* _Supplied data_
Segment Open

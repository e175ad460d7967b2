//! Flattened paper form persisted with the library.
//!
//! Folder contents must outlive the search results they came from, so every
//! paper added to the library is stored as a [`PaperSnapshot`] keyed by its
//! stable id. The snapshot keeps author names only (no author ids) and the
//! DOI only (no other registry ids); reconstruction restores exactly what
//! was flattened.

use serde::{Deserialize, Serialize};

use crate::models::paper::{Author, ExternalIds, OpenAccessPdf, Paper, Tldr};

/// Independently storable form of a [`Paper`].
#[derive(Debug, Clone, PartialEq, Serialize, Deserialize)]
pub struct PaperSnapshot {
    pub paper_id: Option<String>,
    pub title: Option<String>,
    pub abstract_text: Option<String>,
    pub pdf_url: String,
    pub fields_of_study: Option<Vec<String>>,
    pub publication_date: Option<String>,
    pub authors: Option<Vec<String>>,
    pub tldr: Option<String>,
    pub doi: Option<String>,
    pub publication_types: Option<Vec<String>>,
}

impl From<&Paper> for PaperSnapshot {
    fn from(paper: &Paper) -> Self {
        Self {
            paper_id: paper.paper_id.clone(),
            title: paper.title.clone(),
            abstract_text: paper.abstract_text.clone(),
            pdf_url: paper.open_access_pdf.url.clone(),
            fields_of_study: paper.fields_of_study.clone(),
            publication_date: paper.publication_date.clone(),
            authors: paper
                .authors
                .as_ref()
                .map(|authors| authors.iter().filter_map(|a| a.name.clone()).collect()),
            tldr: paper.tldr.as_ref().and_then(|t| t.text.clone()),
            doi: paper.external_ids.as_ref().and_then(|ids| ids.doi.clone()),
            publication_types: paper.publication_types.clone(),
        }
    }
}

impl PaperSnapshot {
    /// Rebuild a [`Paper`] from the flattened form.
    ///
    /// Authors come back without ids and external ids carry only the DOI;
    /// everything the snapshot holds is restored verbatim.
    pub fn to_paper(&self) -> Paper {
        Paper {
            paper_id: self.paper_id.clone(),
            title: self.title.clone(),
            abstract_text: self.abstract_text.clone(),
            open_access_pdf: OpenAccessPdf {
                url: self.pdf_url.clone(),
            },
            fields_of_study: self.fields_of_study.clone(),
            publication_date: self.publication_date.clone(),
            authors: self.authors.as_ref().map(|names| {
                names
                    .iter()
                    .map(|name| Author {
                        author_id: None,
                        name: Some(name.clone()),
                    })
                    .collect()
            }),
            tldr: self.tldr.clone().map(|text| Tldr { text: Some(text) }),
            external_ids: Some(ExternalIds {
                doi: self.doi.clone(),
                pub_med: None,
                ar_xiv: None,
            }),
            publication_types: self.publication_types.clone(),
        }
    }
}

Segment Closed

* _Exercise brief_
Print the whole listing above exactly, please.

* _Result of the exercise_
repository e175ad460d7967b2
//! Flattened paper form persisted with the library.
//!
//! Folder contents must outlive the search results they came from, so every
//! paper added to the library is stored as a [`PaperSnapshot`] keyed by its
//! stable id. The snapshot keeps author names only (no author ids) and the
//! DOI only (no other registry ids); reconstruction restores exactly what
//! was flattened.

use serde::{Deserialize, Serialize};

use crate::models::paper::{Author, ExternalIds, OpenAccessPdf, Paper, Tldr};

/// Independently storable form of a [`Paper`].
#[derive(Debug, Clone, PartialEq, Serialize, Deserialize)]
pub struct PaperSnapshot {
    pub paper_id: Option<String>,
    pub title: Option<String>,
    pub abstract_text: Option<String>,
    pub pdf_url: String,
    pub fields_of_study: Option<Vec<String>>,
    pub publication_date: Option<String>,
    pub authors: Option<Vec<String>>,
    pub tldr: Option<String>,
    pub doi: Option<String>,
    pub publication_types: Option<Vec<String>>,
}

impl From<&Paper> for PaperSnapshot {
    fn from(paper: &Paper) -> Self {
        Self {
            paper_id: paper.paper_id.clone(),
            title: paper.title.clone(),
            abstract_text: paper.abstract_text.clone(),
            pdf_url: paper.open_access_pdf.url.clone(),
            fields_of_study: paper.fields_of_study.clone(),
            publication_date: paper.publication_date.clone(),
            authors: paper
                .authors
                .as_ref()
                .map(|authors| authors.iter().filter_map(|a| a.name.clone()).collect()),
            tldr: paper.tldr.as_ref().and_then(|t| t.text.clone()),
            doi: paper.external_ids.as_ref().and_then(|ids| ids.doi.clone()),
            publication_types: paper.publication_types.clone(),
        }
    }
}

impl PaperSnapshot {
    /// Rebuild a [`Paper`] from the flattened form.
    ///
    /// Authors come back without ids and external ids carry only the DOI;
    /// everything the snapshot holds is restored verbatim.
    pub fn to_paper(&self) -> Paper {
        Paper {
            paper_id: self.paper_id.clone(),
            title: self.title.clone(),
            abstract_text: self.abstract_text.clone(),
            open_access_pdf: OpenAccessPdf {
                url: self.pdf_url.clone(),
            },
            fields_of_study: self.fields_of_study.clone(),
            publication_date: self.publication_date.clone(),
            authors: self.authors.as_ref().map(|names| {
                names
                    .iter()
                    .map(|name| Author {
                        author_id: None,
                        name: Some(name.clone()),
                    })
                    .collect()
            }),
            tldr: self.tldr.clone().map(|text| Tldr { text: Some(text) }),
            external_ids: Some(ExternalIds {
                doi: self.doi.clone(),
                pub_med: None,
                ar_xiv: None,
            }),
            publication_types: self.publication_types.clone(),
        }
    }
}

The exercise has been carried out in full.